Problem to solve => Each line below that contains the word "PageHeader" must be copied.

Dataset excerpts:

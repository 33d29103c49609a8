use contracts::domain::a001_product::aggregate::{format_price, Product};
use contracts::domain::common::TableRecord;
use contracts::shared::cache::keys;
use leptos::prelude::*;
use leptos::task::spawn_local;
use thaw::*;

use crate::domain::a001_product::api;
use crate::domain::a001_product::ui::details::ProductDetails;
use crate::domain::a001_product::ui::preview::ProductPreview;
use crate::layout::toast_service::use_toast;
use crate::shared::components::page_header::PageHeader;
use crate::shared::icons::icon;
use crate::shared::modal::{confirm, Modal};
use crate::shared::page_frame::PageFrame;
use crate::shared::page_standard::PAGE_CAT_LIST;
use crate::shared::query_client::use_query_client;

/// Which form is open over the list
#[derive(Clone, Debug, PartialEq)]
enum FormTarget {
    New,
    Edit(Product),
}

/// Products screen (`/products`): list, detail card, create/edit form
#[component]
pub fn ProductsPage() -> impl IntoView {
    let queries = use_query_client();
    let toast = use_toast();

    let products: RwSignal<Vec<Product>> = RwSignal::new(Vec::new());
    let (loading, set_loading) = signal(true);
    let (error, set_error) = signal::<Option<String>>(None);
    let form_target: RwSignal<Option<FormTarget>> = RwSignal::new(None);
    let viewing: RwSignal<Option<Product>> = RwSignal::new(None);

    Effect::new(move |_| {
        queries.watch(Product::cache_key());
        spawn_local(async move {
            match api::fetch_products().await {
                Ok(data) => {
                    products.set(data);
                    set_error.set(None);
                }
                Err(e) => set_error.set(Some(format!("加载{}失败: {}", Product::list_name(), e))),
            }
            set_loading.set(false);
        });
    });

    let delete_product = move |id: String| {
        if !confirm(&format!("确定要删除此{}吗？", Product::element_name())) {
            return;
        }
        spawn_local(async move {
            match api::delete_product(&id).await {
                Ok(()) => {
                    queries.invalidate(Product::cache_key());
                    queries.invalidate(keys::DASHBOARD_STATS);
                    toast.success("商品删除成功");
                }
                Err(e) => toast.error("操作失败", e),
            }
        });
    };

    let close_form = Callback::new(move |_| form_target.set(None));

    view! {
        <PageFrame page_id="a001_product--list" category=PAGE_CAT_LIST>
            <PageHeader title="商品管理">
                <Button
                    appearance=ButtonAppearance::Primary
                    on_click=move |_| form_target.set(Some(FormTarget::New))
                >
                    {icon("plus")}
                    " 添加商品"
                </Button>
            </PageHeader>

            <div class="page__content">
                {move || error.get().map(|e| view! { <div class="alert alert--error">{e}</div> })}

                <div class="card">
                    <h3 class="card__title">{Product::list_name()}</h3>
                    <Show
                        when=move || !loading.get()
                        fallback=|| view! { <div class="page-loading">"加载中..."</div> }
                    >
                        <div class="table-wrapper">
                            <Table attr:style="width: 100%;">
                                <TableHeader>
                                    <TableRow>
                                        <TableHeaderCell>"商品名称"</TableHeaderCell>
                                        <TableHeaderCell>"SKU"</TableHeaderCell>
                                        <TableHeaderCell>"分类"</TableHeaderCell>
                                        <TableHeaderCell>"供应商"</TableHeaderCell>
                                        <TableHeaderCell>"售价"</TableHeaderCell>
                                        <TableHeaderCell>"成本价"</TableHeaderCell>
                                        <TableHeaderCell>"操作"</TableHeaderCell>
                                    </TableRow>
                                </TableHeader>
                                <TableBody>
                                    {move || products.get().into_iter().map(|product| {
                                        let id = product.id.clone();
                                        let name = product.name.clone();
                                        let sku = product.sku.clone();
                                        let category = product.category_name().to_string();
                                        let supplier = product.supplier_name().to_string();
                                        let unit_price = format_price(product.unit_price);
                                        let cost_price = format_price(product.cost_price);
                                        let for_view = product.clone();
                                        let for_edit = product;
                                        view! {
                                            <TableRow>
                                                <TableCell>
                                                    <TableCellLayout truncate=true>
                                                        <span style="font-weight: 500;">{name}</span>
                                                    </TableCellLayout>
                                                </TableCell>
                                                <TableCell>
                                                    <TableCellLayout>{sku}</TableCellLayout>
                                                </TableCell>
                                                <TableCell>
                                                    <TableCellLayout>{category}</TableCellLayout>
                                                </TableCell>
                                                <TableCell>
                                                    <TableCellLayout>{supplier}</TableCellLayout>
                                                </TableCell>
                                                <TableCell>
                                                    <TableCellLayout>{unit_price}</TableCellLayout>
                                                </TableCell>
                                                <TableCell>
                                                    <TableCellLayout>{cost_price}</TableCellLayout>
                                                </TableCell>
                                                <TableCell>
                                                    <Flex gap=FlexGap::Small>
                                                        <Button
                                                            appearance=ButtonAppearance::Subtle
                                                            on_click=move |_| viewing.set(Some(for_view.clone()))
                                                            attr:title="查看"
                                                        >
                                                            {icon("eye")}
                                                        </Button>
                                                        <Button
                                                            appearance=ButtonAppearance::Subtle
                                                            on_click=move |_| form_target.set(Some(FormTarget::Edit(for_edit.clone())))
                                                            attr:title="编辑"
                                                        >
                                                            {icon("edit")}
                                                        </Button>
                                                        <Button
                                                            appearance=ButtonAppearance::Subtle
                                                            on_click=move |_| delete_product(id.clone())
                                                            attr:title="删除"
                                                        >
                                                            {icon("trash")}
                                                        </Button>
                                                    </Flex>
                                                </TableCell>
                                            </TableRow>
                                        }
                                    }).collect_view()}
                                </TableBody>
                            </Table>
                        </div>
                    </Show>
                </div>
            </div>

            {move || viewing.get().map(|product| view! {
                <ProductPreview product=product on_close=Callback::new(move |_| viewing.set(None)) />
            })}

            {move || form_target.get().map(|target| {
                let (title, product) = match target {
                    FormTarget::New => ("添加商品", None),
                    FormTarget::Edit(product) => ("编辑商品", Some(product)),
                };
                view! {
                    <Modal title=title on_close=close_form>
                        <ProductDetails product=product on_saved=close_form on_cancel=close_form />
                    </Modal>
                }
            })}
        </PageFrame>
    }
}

Answer =>
use crate::shared::components::page_header::PageHeader;
            <PageHeader title="商品管理">
            </PageHeader>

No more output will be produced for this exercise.